Plans were made for Roncadaor to be used as a museum ship at Ports O' Call Village in San Pedro, California, but they fell through. Instead she was sold for scrapping on 2 January 1973. Instead of being scrapped, however, she was placed on display for a brief period of time circa February 1976 at King Harbor in Redondo Beach, California.
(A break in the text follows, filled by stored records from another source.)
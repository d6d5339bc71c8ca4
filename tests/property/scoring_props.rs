//! Properties of the per-token scorer and the percentage formula.

use super::common::raw_item;
use cardrank::{
    build_item_model, field_contribution, match_percent, score_item, token_score, tokenize,
    FieldModel, FieldWeights, ScoringConfig, TOKEN_SCORE_CEILING,
};
use proptest::prelude::*;

proptest! {
    /// Stuffing every field with a token still caps it at the ceiling.
    #[test]
    fn token_score_never_exceeds_ceiling(token in "[a-z]{2,6}", repeats in 1usize..20) {
        let stuffed = vec![token.as_str(); repeats].join(" ");
        let model = build_item_model(
            &raw_item(&[
                ("name", stuffed.as_str()),
                ("ingredients", stuffed.as_str()),
                ("tags", stuffed.as_str()),
                ("description", stuffed.as_str()),
                ("keywords", stuffed.as_str()),
            ]),
            0,
        );
        let score = token_score(&model, &token, &ScoringConfig::default());
        prop_assert!(score <= TOKEN_SCORE_CEILING);
        // name 10 + ingredients 6 + tags 5 + description 4 already exceeds 25
        prop_assert_eq!(score, TOKEN_SCORE_CEILING);
    }

    /// More exact occurrences never lower a field's contribution.
    #[test]
    fn repeats_are_monotonic(token in "[a-z]{2,6}", count in 1usize..10) {
        let weights = FieldWeights::new(6, 4, 2);
        let fewer = FieldModel::from_raw(&vec![token.as_str(); count].join(" "));
        let more = FieldModel::from_raw(&vec![token.as_str(); count + 1].join(" "));
        let a = field_contribution(&fewer, &token, weights);
        let b = field_contribution(&more, &token, weights);
        prop_assert_eq!(b, a + 2);
    }

    /// Exact beats partial in every field.
    #[test]
    fn exact_beats_partial(token in "[a-z]{2,6}", suffix in "[a-z]{1,3}") {
        let config = ScoringConfig::default();
        let exact = FieldModel::from_raw(&token);
        let partial = FieldModel::from_raw(&format!("{token}{suffix}"));
        for field in cardrank::Field::ALL {
            let w = config.weights(field);
            prop_assert!(field_contribution(&exact, &token, w) > field_contribution(&partial, &token, w));
        }
    }

    /// The percentage stays within 0..=100 and is zero only for zero scores.
    #[test]
    fn percent_in_range(score in 0u32..500, tokens in 1usize..10, ceiling in 1u32..60) {
        let percent = match_percent(score, tokens, ceiling);
        prop_assert!(percent <= 100);
        prop_assert_eq!(percent == 0, score == 0);
    }

    /// Matched-token count equals the number of tokens with a positive score.
    #[test]
    fn matched_count_agrees_with_token_scores(name in "[a-z ]{0,20}", query in "[a-z ]{0,12}") {
        let model = build_item_model(&raw_item(&[("name", name.as_str())]), 0);
        let config = ScoringConfig::default();
        let tokens = tokenize(&query);
        let result = score_item(&model, &tokens, &config);

        let positive = tokens.iter().filter(|t| token_score(&model, t, &config) > 0).count();
        let total: u32 = tokens.iter().map(|t| token_score(&model, t, &config)).sum();
        prop_assert_eq!(result.matched_token_count as usize, positive);
        prop_assert_eq!(result.score, total);
    }
}
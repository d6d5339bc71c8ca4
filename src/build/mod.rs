// Copyright 2025-present Harīṣh Tummalachērla
// SPDX-License-Identifier: Apache-2.0

//! Item model construction.
//!
//! Runs once per catalog. Absent data never fails: a field with no usable
//! source becomes an empty field model and simply scores nothing.

pub mod document;
pub mod sources;

pub use document::*;
pub use sources::*;

use crate::types::{Field, FieldModel, ItemModel};
use crate::utils::normalize;

/// Build the scoring model for one raw item.
pub fn build_item_model(raw: &RawItem, original_index: usize) -> ItemModel {
    let field = |field: Field| {
        FieldModel::from_raw(first_non_empty(raw, field_sources(field)).unwrap_or(""))
    };

    let extra_raw = EXTRA_ATTRIBUTES
        .iter()
        .filter_map(|key| raw.attribute(key))
        .collect::<Vec<_>>()
        .join(" ");

    let model = ItemModel {
        id: raw
            .id
            .clone()
            .unwrap_or_else(|| original_index.to_string()),
        original_index,
        name: field(Field::Name),
        ingredients: field(Field::Ingredients),
        tags: field(Field::Tags),
        description: field(Field::Description),
        extra_text: normalize(&extra_raw),
        fallback_text: normalize(&raw.visible_text()),
    };

    tracing::trace!(
        id = %model.id,
        index = original_index,
        name = model.name.normalized_text(),
        "built item model"
    );

    model
}

/// Build models for a whole catalog, in catalog order.
pub fn build_catalog(raw_items: &[RawItem]) -> Vec<ItemModel> {
    raw_items
        .iter()
        .enumerate()
        .map(|(index, raw)| build_item_model(raw, index))
        .collect()
}
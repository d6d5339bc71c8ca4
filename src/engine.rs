// Copyright 2025-present Harīṣh Tummalachērla
// SPDX-License-Identifier: Apache-2.0

//! The ranking engine and its presenter seam.
//!
//! An [`Engine`] owns an immutable list of item models. Each query change is
//! one call to [`Engine::rank`] (pure) or [`Engine::apply`] (rank, then drive a
//! [`Presenter`]). Nothing is cached between passes, so two calls with the same
//! query always produce the same ranking.

use serde::ser::{Serialize, SerializeStruct, Serializer};
use std::collections::HashMap;

use crate::build::{build_catalog, RawItem};
use crate::config::ScoringConfig;
use crate::error::{Error, Result};
use crate::scoring::rank;
use crate::types::{Annotation, ItemModel, MatchState, ScoredItem};
use crate::utils::tokenize;

/// Receives the outcome of a ranking pass and updates whatever shows the cards.
///
/// Every pass starts with a full `reorder`, even when the order is unchanged
/// (an empty query after an empty query, for instance). Presenters that care
/// about redundant work should compare against the order they already show.
pub trait Presenter {
    /// Put the cards in this order (ids as in [`ItemModel::id`]).
    fn reorder(&mut self, ids: &[&str]);

    /// Attach scores to a card while a query is active.
    fn annotate(&mut self, id: &str, annotation: &Annotation);

    /// Remove any annotation from a card. Called for every card on an empty query.
    fn clear(&mut self, id: &str);
}

/// The ordered result of one query.
#[derive(Debug, Clone)]
pub struct Ranking<'a> {
    tokens: Vec<String>,
    items: Vec<ScoredItem<'a>>,
}

impl<'a> Ranking<'a> {
    /// Normalized query tokens this ranking was computed for.
    pub fn tokens(&self) -> &[String] {
        &self.tokens
    }

    /// True when the query had at least one token.
    pub fn is_active(&self) -> bool {
        !self.tokens.is_empty()
    }

    pub fn items(&self) -> &[ScoredItem<'a>] {
        &self.items
    }

    pub fn len(&self) -> usize {
        self.items.len()
    }

    pub fn is_empty(&self) -> bool {
        self.items.is_empty()
    }

    pub fn matched(&self) -> usize {
        self.items.iter().filter(|s| s.score > 0).count()
    }

    /// Annotation for the item at `position` (0-based), or `None` when the
    /// query is empty and annotations must be cleared.
    pub fn annotation(&self, position: usize) -> Option<Annotation> {
        if !self.is_active() {
            return None;
        }
        let item = self.items.get(position)?;
        Some(Annotation {
            score: item.score,
            match_percent: item.match_percent,
            rank: position + 1,
            state: if item.score > 0 {
                MatchState::Match
            } else {
                MatchState::Miss
            },
        })
    }

    /// Owned, serializable view of the ranking.
    pub fn entries(&self) -> Vec<RankedEntry> {
        self.items
            .iter()
            .enumerate()
            .map(|(position, item)| RankedEntry {
                id: item.model.id.clone(),
                original_index: item.model.original_index,
                matched_token_count: item.matched_token_count,
                annotation: self.annotation(position),
            })
            .collect()
    }
}

/// One row of a ranking, detached from the engine's lifetime.
///
/// Serializes as one flat struct: `id`, `originalIndex`, `matchedTokenCount`,
/// then `score`, `matchPercent`, `rank` and `state` only while a query is
/// active.
#[derive(Debug, Clone, PartialEq, Eq)]
pub struct RankedEntry {
    pub id: String,
    pub original_index: usize,
    pub matched_token_count: u32,
    /// `None` when no query is active.
    pub annotation: Option<Annotation>,
}

impl Serialize for RankedEntry {
    fn serialize<S: Serializer>(&self, serializer: S) -> std::result::Result<S::Ok, S::Error> {
        let len = if self.annotation.is_some() { 7 } else { 3 };
        let mut entry = serializer.serialize_struct("RankedEntry", len)?;
        entry.serialize_field("id", &self.id)?;
        entry.serialize_field("originalIndex", &self.original_index)?;
        entry.serialize_field("matchedTokenCount", &self.matched_token_count)?;
        match &self.annotation {
            Some(a) => {
                entry.serialize_field("score", &a.score)?;
                entry.serialize_field("matchPercent", &a.match_percent)?;
                entry.serialize_field("rank", &a.rank)?;
                entry.serialize_field("state", &a.state)?;
            }
            None => {
                entry.skip_field("score")?;
                entry.skip_field("matchPercent")?;
                entry.skip_field("rank")?;
                entry.skip_field("state")?;
            }
        }
        entry.end()
    }
}

/// Relevance engine over a fixed catalog.
#[derive(Debug, Clone)]
pub struct Engine {
    items: Vec<ItemModel>,
    config: ScoringConfig,
}

impl Engine {
    /// Engine with the default weight table.
    pub fn new(items: Vec<ItemModel>) -> Result<Self> {
        Self::with_config(items, ScoringConfig::default())
    }

    /// Fails on an invalid config or when two items share a presenter key.
    pub fn with_config(items: Vec<ItemModel>, config: ScoringConfig) -> Result<Self> {
        config.validate()?;
        check_unique_ids(&items)?;
        Ok(Self { items, config })
    }

    /// Build an engine from raw catalog items.
    ///
    /// Returns `Ok(None)` when the catalog is absent or empty; callers treat
    /// that as "nothing to wire up".
    pub fn from_catalog(
        catalog: Option<&[RawItem]>,
        config: ScoringConfig,
    ) -> Result<Option<Self>> {
        match catalog.filter(|items| !items.is_empty()) {
            Some(raw) => Self::with_config(build_catalog(raw), config).map(Some),
            None => Ok(None),
        }
    }

    pub fn items(&self) -> &[ItemModel] {
        &self.items
    }

    pub fn config(&self) -> &ScoringConfig {
        &self.config
    }

    /// Score and order every item for `query`.
    pub fn rank(&self, query: &str) -> Ranking<'_> {
        let tokens = tokenize(query);
        let items = rank(&self.items, &tokens, &self.config);
        Ranking { tokens, items }
    }

    /// Run one full pass for `query` and hand the result to `presenter`.
    ///
    /// The presenter sees a single `reorder` followed by one `annotate` (active
    /// query) or `clear` (empty query) per item, in ranked order. An empty
    /// engine makes no calls at all.
    pub fn apply<P: Presenter + ?Sized>(&self, query: &str, presenter: &mut P) {
        if self.items.is_empty() {
            return;
        }

        let ranking = self.rank(query);
        tracing::debug!(
            tokens = ranking.tokens().len(),
            items = ranking.len(),
            matched = ranking.matched(),
            "ranking pass"
        );

        let ids: Vec<&str> = ranking.items().iter().map(|s| s.model.id.as_str()).collect();
        presenter.reorder(&ids);

        for (position, id) in ids.iter().enumerate() {
            match ranking.annotation(position) {
                Some(annotation) => presenter.annotate(id, &annotation),
                None => presenter.clear(id),
            }
        }
    }
}

/// Presenters address cards by id alone, so ids must not repeat.
///
/// Positional fallback ids count too: an unnamed card at position 1 clashes
/// with another card whose explicit id is `"1"`.
fn check_unique_ids(items: &[ItemModel]) -> Result<()> {
    let mut seen: HashMap<&str, usize> = HashMap::with_capacity(items.len());
    for item in items {
        if let Some(&first) = seen.get(item.id.as_str()) {
            return Err(Error::DuplicateId {
                id: item.id.clone(),
                first,
                second: item.original_index,
            });
        }
        seen.insert(&item.id, item.original_index);
    }
    Ok(())
}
She was resold in September 1976 to Nicolai Joffe of Beverly Hills, California, and subsequently portrayed the fictional submarine USS Sea Tiger — painted pink for the role — in the ABC situation comedy Operation Petticoat, which aired in the United States from September 1977 to October 1978. The Naval Vessel Register on 1 October 1982 listed her as having been sold again for scrapping.

==Commemoration==
The Roncador′s conning tower was preserved and was displayed for several years at the National Museum of the United States Navy at the Washington Navy Yard in Washington, D.C. It then was moved to Naval Base Point Loma in San Diego, California, where it now resides as the centerpiece of the Submarine Memorial at Ballast Point.